Cha et al.  investigated the constructs of attitude, perceived behavioral control, subjective norms and participants’ intention for premarital sex and found that, perceived behavioral control do not predict the intention for premarital sex in studied participants. In the study of Moeini et al. , educational intervention based on the Theory of planned behavior caused an increase of behavioral intention and promotion of healthy sexual behaviors in the experimental group. Hashemi Bakhshi et al.  investigated the effect of theory-based educational intervention on mothers’ skills in sexual care of elementary school students. In his study, educational intervention caused significant enhancement in mean scores of attitude, subjective norms, behavioral intention and behavior in the experimental group, while the control group had no changes. In study of Khanjari et al.  to determine the effect of education on preventing child sexual abuse and parents’ performance by giving the presentation, asking and answering questions, presenting films, etc. and 6 months after the intervention, the mean score of experimental group’s performance significantly enhanced. In a study of Chen et al. , who investigated parents’ knowledge, attitude and performance in educating child sexual abuse prevention, it was revealed that 60% of parents had told their children that other people should not touch their sexual organs. On the other hand, only 4.2% of parents had provided books or other training tools about sexual abuse prevention for children and according to mentioned study, knowledge and performance of parents in preventing child sexual abuse were insufficient.

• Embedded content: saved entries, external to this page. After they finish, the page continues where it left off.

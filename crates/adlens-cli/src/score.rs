//! Offline scoring of a JSON file with in-memory stores.

use std::path::Path;

use adlens_core::{PatternReport, RawAd, ScoredAd};
use adlens_scoring::{
    MemoryStore, PatternSource, PatternStore, Scorer, ScoringConfig, DEFAULT_SAMPLE_SIZE,
};
use anyhow::Context;
use serde::Serialize;

#[derive(Debug, Serialize)]
pub(crate) struct ScoreOutput {
    pub scored: Vec<ScoredAd>,
    pub successful: usize,
    pub pattern_source: PatternSource,
    pub patterns: PatternReport,
}

/// Score `ads` and mine patterns from the successful ones.
///
/// Ads keep their input order.
pub(crate) async fn score_ads(ads: &[RawAd], threshold: Option<u8>) -> ScoreOutput {
    let mut config = ScoringConfig::default();
    if let Some(threshold) = threshold {
        config.success_threshold = threshold;
    }

    let store = MemoryStore::new();
    let scorer = Scorer::new(store.clone(), config);
    let scored = scorer.score_batch(ads).await;
    let successful = scorer.persist_successful(&scored).await;

    let (patterns, pattern_source) = PatternStore::new(store, DEFAULT_SAMPLE_SIZE)
        .resolve(false)
        .await;

    ScoreOutput {
        scored,
        successful,
        pattern_source,
        patterns,
    }
}

/// Read `input`, score it and print the result as JSON.
///
/// # Errors
///
/// Returns an error if the file cannot be read or is not a JSON array of ads.
pub(crate) async fn run_score(input: &Path, threshold: Option<u8>) -> anyhow::Result<()> {
    let raw = tokio::fs::read_to_string(input)
        .await
        .with_context(|| format!("failed to read {}", input.display()))?;
    let ads: Vec<RawAd> = serde_json::from_str(&raw)
        .with_context(|| format!("{} is not a JSON array of ads", input.display()))?;

    tracing::info!(ads = ads.len(), path = %input.display(), "scoring ads");
    let output = score_ads(&ads, threshold).await;
    println!("{}", serde_json::to_string_pretty(&output)?);
    Ok(())
}
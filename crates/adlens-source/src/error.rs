use thiserror::Error;

/// Errors returned by the ad library client.
#[derive(Debug, Error)]
pub enum SourceError {
    /// Network or TLS failure from the underlying HTTP client. The request
    /// URL carries the access token, so it is stripped on conversion.
    #[error("HTTP error: {0}")]
    Http(#[source] reqwest::Error),

    /// HTTP 429 or a Graph throttling code. Retried with back-off; surfaces
    /// once retries are exhausted.
    #[error("ad library rate limit reached")]
    RateLimited { retry_after_secs: Option<u64> },

    /// The Graph API returned an `error` object.
    #[error("ad library API error {code}: {message}")]
    ApiError { code: i64, message: String },

    /// The response body could not be deserialized into the expected type.
    #[error("JSON deserialization error for {context}: {source}")]
    Deserialize {
        context: String,
        #[source]
        source: serde_json::Error,
    },

    /// The client was built or called with unusable input.
    #[error("invalid request: {0}")]
    InvalidRequest(String),
}

impl From<reqwest::Error> for SourceError {
    fn from(err: reqwest::Error) -> Self {
        Self::Http(err.without_url())
    }
}

impl SourceError {
    #[must_use]
    pub fn is_rate_limited(&self) -> bool {
        matches!(self, Self::RateLimited { .. })
    }
}
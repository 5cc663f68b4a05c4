mod api;
mod middleware;
mod scheduler;

use std::sync::Arc;

use adlens_source::AdLibraryClient;
use tracing_subscriber::EnvFilter;

use crate::api::{build_app, default_rate_limit_state, AppState};

#[tokio::main]
async fn main() -> anyhow::Result<()> {
    dotenvy::dotenv().ok();
    let config = Arc::new(adlens_core::load_app_config()?);
    let env_filter = EnvFilter::try_from_default_env()
        .or_else(|_| EnvFilter::try_new(config.log_level.clone()))?;
    tracing_subscriber::fmt().with_env_filter(env_filter).init();

    let pool_config = adlens_db::PoolConfig::from_app_config(&config);
    let pool = adlens_db::connect_pool(&config.database_url, pool_config).await?;
    let applied = adlens_db::run_migrations(&pool).await?;
    tracing::info!(applied, "database migrations complete");

    let source = AdLibraryClient::from_app_config(&config)?.map(Arc::new);
    if source.is_none() {
        tracing::warn!("AD_LIBRARY_ACCESS_TOKEN not set; ad search is disabled");
    }

    let state = AppState::new(pool, source, Arc::clone(&config));
    let _scheduler = scheduler::build_scheduler(state.clone()).await?;

    let app = build_app(state, default_rate_limit_state());

    let listener = tokio::net::TcpListener::bind(config.bind_addr).await?;
    tracing::info!(addr = %config.bind_addr, env = %config.env, "adlens server listening");
    axum::serve(listener, app)
        .with_graceful_shutdown(shutdown_signal())
        .await?;
    Ok(())
}

async fn shutdown_signal() {
    let ctrl_c = async {
        tokio::signal::ctrl_c()
            .await
            .expect("failed to listen for ctrl-c");
    };

    #[cfg(unix)]
    let terminate = async {
        tokio::signal::unix::signal(tokio::signal::unix::SignalKind::terminate())
            .expect("failed to install signal handler")
            .recv()
            .await;
    };

    #[cfg(not(unix))]
    let terminate = std::future::pending::<()>();

    tokio::select! {
        () = ctrl_c => {},
        () = terminate => {},
    }

    tracing::info!("received shutdown signal, starting graceful shutdown");
}
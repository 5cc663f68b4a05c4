//! Background job scheduler.
//!
//! Initialises a [`JobScheduler`] at server startup and registers the daily
//! pattern maintenance job.

use chrono::Utc;
use tokio_cron_scheduler::{Job, JobScheduler, JobSchedulerError};

use crate::api::AppState;

/// Every day at 03:00 UTC.
const PATTERN_REFRESH_SCHEDULE: &str = "0 0 3 * * *";

/// Builds and starts the background job scheduler.
///
/// Returns the running [`JobScheduler`] handle, which must be kept alive
/// for the lifetime of the process. Dropping it shuts down all jobs.
///
/// # Errors
///
/// Returns [`JobSchedulerError`] if the scheduler cannot be initialised,
/// a job cannot be registered, or the scheduler fails to start.
pub async fn build_scheduler(state: AppState) -> Result<JobScheduler, JobSchedulerError> {
    let scheduler = JobScheduler::new().await?;

    register_pattern_refresh_job(&scheduler, state).await?;

    scheduler.start().await?;
    Ok(scheduler)
}

/// Register the daily pattern refresh.
///
/// Prunes expired cache rows and scores past the freshness window, then
/// recomputes the pattern report from the current successful ads.
async fn register_pattern_refresh_job(
    scheduler: &JobScheduler,
    state: AppState,
) -> Result<(), JobSchedulerError> {
    let job = Job::new_async(PATTERN_REFRESH_SCHEDULE, move |_uuid, _lock| {
        let state = state.clone();

        Box::pin(async move {
            tracing::info!("scheduler: starting daily pattern refresh");
            run_pattern_refresh(&state).await;
            tracing::info!("scheduler: daily pattern refresh complete");
        })
    })?;

    scheduler.add(job).await?;
    Ok(())
}

async fn run_pattern_refresh(state: &AppState) {
    let now = Utc::now();

    match adlens_db::delete_expired_pattern_cache(&state.pool, now).await {
        Ok(removed) => tracing::info!(removed, "scheduler: pruned expired pattern cache rows"),
        Err(e) => tracing::warn!(error = %e, "scheduler: failed to prune pattern cache"),
    }

    let freshness = state.scorer().config().freshness_window;
    match chrono::Duration::from_std(freshness) {
        Ok(window) => match adlens_db::delete_stale_ad_scores(&state.pool, now - window).await {
            Ok(removed) => tracing::info!(removed, "scheduler: pruned stale ad scores"),
            Err(e) => tracing::warn!(error = %e, "scheduler: failed to prune ad scores"),
        },
        Err(e) => tracing::warn!(error = %e, "scheduler: freshness window out of range"),
    }

    match state.pattern_store().recompute().await {
        Some(report) => tracing::info!(
            analyzed_ads = report.analyzed_ads,
            terms = report.common_terms.len(),
            "scheduler: pattern report refreshed"
        ),
        None => tracing::info!("scheduler: not enough successful ads for a pattern report"),
    }
}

The leerlooijer et al. study showed significant associations to obtain from sexual intercourse were found for experience with sexual intercourse, perceived behavioral control, attitude and subjective norms of peers and parents, explaining 31% of the variance in abstinence intention .
Lynn Miller et al.  used TPB to the proximal and distal etiology of sexual offending. In study of Margo Rule et al. , subjective norms and perceived behavioral control predicted the intention of teachers to report child sexual abuse. A teacher who reported child sexual abuse in the past as well as a teacher with more accurate knowledge in mandatory reporting were more likely to have the intention to report such issues in future. These findings probably indicate the impact of the designed training program.
One of the limitations of this study was the self-reporting answers of participants. The other limitation was lack of appropriate cooperation of mothers due to cultural limitations and modesty in sexual training. Of course, by giving demanded information, authors tried to eliminate these limitations.